04/05~05/06シーズン。ジェラ―ルウリエ監督下
GLでマドリーをホーム&アウェーで30分くらいサンドバックのようにボコボコにしたのと、
KRでミランをサンシーロで内容で圧倒した(負けたが)のが、印象的でした。

マドリーをこれだけ完膚なきまでに叩きのめせるチームはそうありません。私もファンでした。
しかし2007年に年明けて何故か急に失速。
監督は辞め、アビダル、チアゴ、マルダなど主力を大量放出。
07/08シーズンは監督も代わり新たなサイクルの試練でしょう
ウリエ監督どう思いますか?弱気とかよく言われますが、私には全然そうは見えなかったけど。

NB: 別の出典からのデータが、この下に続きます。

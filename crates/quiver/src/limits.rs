//! Resource limits for tool invocations

use serde::{Deserialize, Serialize};

/// Resource limits applied to every tool invocation
#[derive(Debug, Clone, PartialEq, Eq, Serialize, Deserialize)]
#[serde(default, rename_all = "camelCase")]
pub struct ResourceLimits {
    /// Maximum linear memory of a WebAssembly instance in bytes
    pub max_memory_bytes: u64,
    /// Maximum captured output (stdout + stderr) per invocation in bytes
    pub max_output_bytes: u64,
}

impl Default for ResourceLimits {
    fn default() -> Self {
        Self {
            max_memory_bytes: 512 * 1024 * 1024, // 512 MB
            max_output_bytes: 16 * 1024 * 1024,  // 16 MB output
        }
    }
}

const TRUNCATION_MARKER: &[u8] = b"\n... [output truncated] ...\n";

/// Buffer that limits how much data can be written
#[derive(Debug, Clone)]
pub struct LimitedBuffer {
    buffer: Vec<u8>,
    limit: usize,
    truncated: bool,
}

impl LimitedBuffer {
    /// Create an empty buffer holding at most `limit` bytes of payload.
    pub fn new(limit: usize) -> Self {
        Self {
            buffer: Vec::new(),
            limit,
            truncated: false,
        }
    }

    /// Append `data`, truncating at the limit. Always reports the full
    /// length as written so producers never see a short write.
    pub fn write(&mut self, data: &[u8]) -> usize {
        if self.truncated {
            return data.len();
        }
        let remaining = self.limit.saturating_sub(self.buffer.len());
        let to_write = data.len().min(remaining);
        self.buffer.extend_from_slice(&data[..to_write]);

        if to_write < data.len() {
            self.truncated = true;
            self.buffer.extend_from_slice(TRUNCATION_MARKER);
        }

        data.len()
    }

    /// Drop the contents and reset truncation.
    pub fn clear(&mut self) {
        self.buffer.clear();
        self.truncated = false;
    }

    /// Whether data was dropped since the last clear.
    pub fn was_truncated(&self) -> bool {
        self.truncated
    }

    /// Buffered bytes.
    pub fn as_bytes(&self) -> &[u8] {
        &self.buffer
    }

    /// Buffered bytes as text, replacing invalid UTF-8.
    pub fn to_text(&self) -> String {
        String::from_utf8_lossy(&self.buffer).into_owned()
    }
}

posted by サントス | 2007-07-24 11:06

Re:リヨン対リール ~苦手のリールだけど~

サントスさん

このチームは内容はいいと思いますよ。でも決めきれないし、守りきれないと思います。いわゆる、世界のトップレベルとのクラブを相手にしては。

単純に個人で差があると思います。

ウリエが弱気かどうかはわかりません。ただ、リバプールでの失敗があるので高評価はしていません。リヨンでもルグエンの功績のほうがでかい気もします。